Fears are mounting that the rapid technological advances occurring will automate and displace jobs on a scale never before seen.
In a piece for Quartz this past week, I addressed how moving to a blended learning, competency-based education system in which students advance based on mastery, not time, could address many of the concerns by better preparing citizens for the demands ahead.
The topic is important enough that it’s worth diving deeper. The piece I wrote illustrated the power of personalized learning powered by blended learning, which addresses the call by a group of business and academic leaders in their recent “Open Letter on the Digital Economy” and a corresponding piece that contained a set of public policy recommendations to “redesign how we deliver education at all levels using the power of digital technologies.”
It also addressed a second point that that group made, which is that the jobs that remain in the future will be those that leverage the abilities that make us uniquely human and separate us from machines. Accordingly, the group wrote, “We need to shift away from rote learning and build instead on our uniquely human strengths in areas like creativity and interpersonal interactions.”
There is some truth in that, and my piece talked about how the shift to blended learning would “free up teachers to focus far more on helping students work on meaningful projects, take part in Socratic discussions, engage in the community, and participate in other activities that allow students to discover their passions, create and innovate.”
For example, at Summit Public Schools, a charter school network based in California that uses blended learning, students engage in a total of 16 hours a week of “Personalized Learning Time” online, for which students set learning goals for the week; develop a plan to achieve the goals using Summit’s curated online learning playlists; and work through the plan. Because the learning is individualized for each student’s distinct needs, that’s enough time for students to master the core knowledge and skills of the curriculum. That frees up the rest of a student’s day for project-based learning, sustained reading time, physical education, and time to meet with his or her mentor. In addition, Summit provides its students with eight weeks a year of “Expeditions,” in which students learn largely off-campus in the real world. Students explore their passions in everything from elective courses to real internships to learn about career options.
Critically, stories about good blended learning don’t just show students focusing on developing creativity and interpersonal interactions, but also show students still mastering and developing automaticity in basic knowledge. This is something that will remain not only important for students developing the ability to be creative, but also in the jobs of the future, according to a recent prescient article by Thomas Davenport and Julia Kirby in the Harvard Business Review titled, “Beyond Automation: Strategies for remaining gainfully employed in an era of very smart machines.”
Davenport and Kirby argue that in the adoption of advanced technologies, efficiency-minded enterprises have adopted “automation strategies” where they take a baseline of what people do in a given job and deploy computers to “chip away” at the parts of those tasks that can be codified.
In contrast, they suggest, enterprises and individuals should be approaching the great advances with an “augmentation strategy,” by starting with “what humans do today and figuring out how that work could be deepened rather than diminished by a greater use of machines.”

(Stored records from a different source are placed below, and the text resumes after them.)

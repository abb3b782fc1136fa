//! Helpers for slash-separated namespace paths.

use super::{ServiceError, ServiceResult};

/// Join a parent path and a child name.
pub fn join(parent: &str, child: &str) -> String {
    if parent == "/" {
        format!("/{}", child)
    } else {
        format!("{}/{}", parent.trim_end_matches('/'), child)
    }
}

/// Parent of `path`; `None` for the root.
pub fn parent(path: &str) -> Option<&str> {
    if path == "/" {
        return None;
    }
    match path.rfind('/') {
        Some(0) => Some("/"),
        Some(idx) => Some(&path[..idx]),
        None => None,
    }
}

/// Last component of `path`.
pub fn name(path: &str) -> &str {
    path.rsplit('/').next().unwrap_or(path)
}

/// Every ancestor of `path` followed by `path` itself, root excluded.
///
/// `/locks/orders` yields `["/locks", "/locks/orders"]`.
pub fn prefixes(path: &str) -> Vec<String> {
    let mut out = Vec::new();
    let mut current = String::new();
    for component in path.split('/').filter(|c| !c.is_empty()) {
        current.push('/');
        current.push_str(component);
        out.push(current.clone());
    }
    out
}

/// Reject paths the service would not accept.
pub fn validate(path: &str) -> ServiceResult<()> {
    if !path.starts_with('/') {
        return Err(ServiceError::Other(format!(
            "path '{}' must start with '/'",
            path
        )));
    }
    if path.len() > 1 && path.ends_with('/') {
        return Err(ServiceError::Other(format!(
            "path '{}' must not end with '/'",
            path
        )));
    }
    if path.len() > 1
        && path[1..]
            .split('/')
            .any(|c| c.is_empty() || c == "." || c == "..")
    {
        return Err(ServiceError::Other(format!(
            "path '{}' contains an empty or relative component",
            path
        )));
    }
    Ok(())
}
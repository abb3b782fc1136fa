//! Request-node lifecycle: create and delete.

use super::types::RetryPolicy;
use crate::coordination::{Coordinator, CreateMode, ServiceError, ServiceResult, paths};
use crate::error::Result;
use std::thread;
use tracing::{debug, warn};

/// Create this handle's ephemeral, sequential request node under `lock_root`.
///
/// `prefix` is the handle's protected node-name prefix. If the connection
/// drops during the create, the node may or may not exist; before trying
/// again the siblings are scanned for `prefix` and a match is adopted, so a
/// retried create never leaves a second node in the queue.
pub fn create_request_node(
    client: &dyn Coordinator,
    lock_root: &str,
    prefix: &str,
    data: Vec<u8>,
    retry: &RetryPolicy,
) -> Result<String> {
    let path = paths::join(lock_root, prefix);
    let mut attempts = 0;
    let mut maybe_created = false;

    loop {
        if maybe_created {
            match find_own_node(client, lock_root, prefix) {
                Ok(Some(existing)) => {
                    debug!(node = %existing, "adopted request node from interrupted create");
                    return Ok(existing);
                }
                Ok(None) => {}
                Err(e) if retry.allows(&e, attempts) => {
                    attempts += 1;
                    warn!(lock_root, attempts, "listing after interrupted create failed: {}", e);
                    thread::sleep(retry.backoff);
                    continue;
                }
                Err(e) => return Err(e.into()),
            }
        }

        match client.create(&path, data.clone(), CreateMode::EphemeralSequential) {
            Ok(actual) => {
                debug!(node = %actual, "created request node");
                return Ok(actual);
            }
            Err(e) if retry.allows(&e, attempts) => {
                attempts += 1;
                maybe_created = true;
                warn!(lock_root, attempts, "request node create interrupted: {}", e);
                thread::sleep(retry.backoff);
            }
            Err(e) => return Err(e.into()),
        }
    }
}

fn find_own_node(
    client: &dyn Coordinator,
    lock_root: &str,
    prefix: &str,
) -> ServiceResult<Option<String>> {
    let children = client.children(lock_root)?;
    Ok(children
        .into_iter()
        .find(|child| child.starts_with(prefix))
        .map(|child| paths::join(lock_root, &child)))
}

/// Delete every request node under `lock_root` named with `prefix`.
///
/// A create interrupted by a lost connection may have left a node whose path
/// was never returned; the per-handle prefix is the only way to find it. A
/// session that already ended owns no nodes, so there is nothing to remove.
pub fn remove_own_nodes(
    client: &dyn Coordinator,
    lock_root: &str,
    prefix: &str,
    retry: &RetryPolicy,
) -> Result<usize> {
    let children = match retry.run("list request nodes", || client.children(lock_root)) {
        Ok(children) => children,
        Err(ServiceError::NoNode(_) | ServiceError::SessionExpired | ServiceError::Closed) => {
            return Ok(0);
        }
        Err(e) => return Err(e.into()),
    };

    let mut removed = 0;
    for child in children.iter().filter(|child| child.starts_with(prefix)) {
        let node = paths::join(lock_root, child);
        if delete_request_node(client, &node, retry)? {
            debug!(node = %node, "removed request node left by an interrupted create");
            removed += 1;
        }
    }
    Ok(removed)
}

/// Delete a request node.
///
/// Returns `Ok(true)` if the node was deleted and `Ok(false)` if it was
/// already gone, either deleted out-of-band or dropped together with an
/// expired or closed session. Neither case is an error: the lock is simply no
/// longer held.
pub fn delete_request_node(
    client: &dyn Coordinator,
    node: &str,
    retry: &RetryPolicy,
) -> Result<bool> {
    let mut interrupted = false;
    let result = retry.run("delete request node", || {
        let outcome = client.delete(node, None);
        if matches!(outcome, Err(ServiceError::ConnectionLoss)) {
            interrupted = true;
        }
        outcome
    });

    match result {
        Ok(()) => Ok(true),
        // An interrupted earlier attempt already went through.
        Err(ServiceError::NoNode(_)) if interrupted => Ok(true),
        Err(ServiceError::NoNode(_)) => Ok(false),
        // Ephemeral nodes do not outlive their session.
        Err(ServiceError::SessionExpired) | Err(ServiceError::Closed) => Ok(false),
        Err(e) => Err(e.into()),
    }
}
//! Implementation of the `queuelock demo` command.

use crate::cli::DemoArgs;
use queuelock::coordination::memory::{MemoryService, WatchStats};
use queuelock::error::{LockError, Result};
use queuelock::exit_codes;
use queuelock::locks::sequence_of;
use queuelock::{LockHandle, Session};
use std::sync::{Arc, Mutex};
use std::thread;
use std::time::Duration;

const DEMO_LOCK: &str = "demo";

/// One grant, in the order grants happened.
#[derive(Debug, Clone, PartialEq, Eq)]
struct Grant {
    participant: usize,
    sequence: u64,
}

#[derive(Debug)]
struct DemoReport {
    grants: Vec<Grant>,
    stats: WatchStats,
}

/// Run contending participants on an in-process service and print who got
/// the lock when.
pub fn cmd_demo(args: DemoArgs) -> Result<i32> {
    if args.participants == 0 {
        return Err(LockError::Config(
            "--participants must be at least 1".to_string(),
        ));
    }

    let report = run_demo(args.participants, Duration::from_millis(args.hold_ms))?;

    println!("Acquisition order:");
    for (turn, grant) in report.grants.iter().enumerate() {
        println!(
            "  {:>3}. participant {} (request #{})",
            turn + 1,
            grant.participant,
            grant.sequence
        );
    }
    println!(
        "Watches armed: {}, fired: {}",
        report.stats.armed, report.stats.fired
    );
    Ok(exit_codes::SUCCESS)
}

fn run_demo(participants: usize, hold: Duration) -> Result<DemoReport> {
    let service = MemoryService::new();
    let session = Session::with_client("memory://demo", Arc::new(service.connect()?));
    let grants = Arc::new(Mutex::new(Vec::new()));

    let workers: Vec<_> = (0..participants)
        .map(|participant| {
            let mut handle = LockHandle::new(Arc::clone(&session), DEMO_LOCK);
            let grants = Arc::clone(&grants);
            thread::spawn(move || -> Result<()> {
                let guard = handle.acquire()?;
                let sequence = guard.node_path().and_then(sequence_of).unwrap_or_default();
                grants
                    .lock()
                    .unwrap_or_else(|p| p.into_inner())
                    .push(Grant {
                        participant,
                        sequence,
                    });
                thread::sleep(hold);
                guard.release()?;
                Ok(())
            })
        })
        .collect();

    for worker in workers {
        worker
            .join()
            .map_err(|_| LockError::Session("demo participant panicked".to_string()))??;
    }

    let stats = service.stats();
    session.close()?;
    let grants = grants.lock().unwrap_or_else(|p| p.into_inner()).clone();
    Ok(DemoReport { grants, stats })
}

Incidentally, a core reason I suspect that many employers have ignored the augmentation approach and instead adopted an efficiency mindset and automated is because of the capitalist’s dilemma that Clayton Christensen has illuminated, in which the “orthodoxy of new finance” has caused people to invest in “performance-improving” and “efficiency” innovations rather than “market-creating” innovations.
But the big takeaway for education is that the jobs created through augmentation strategies (termed Step up, Step aside, Step in, Step narrowly, Step forward) that play off humans’ unique strengths, still typically require “T-shaped” individuals—people who can go really deep in their area of expertise but also go broad and see the big picture. The takeaway should not be that knowledge isn’t important, but that it alone is insufficient.
Finally, the open letter with public policy recommendations says, “At least two years of community college rather than a high school degree should be the minimum educational goal.” But as my piece for Quartz makes clear, this is a misplaced goal. Shifting to a competency-based education system should “allow us to shift from focusing on how many years of schooling a student has—faulty measures that focus on time but not learning—to measures that allow us to see what students have mastered in terms of their knowledge, skills, and dispositions.”
As technology transforms society in the years ahead, it’s critical that our education system keeps pace.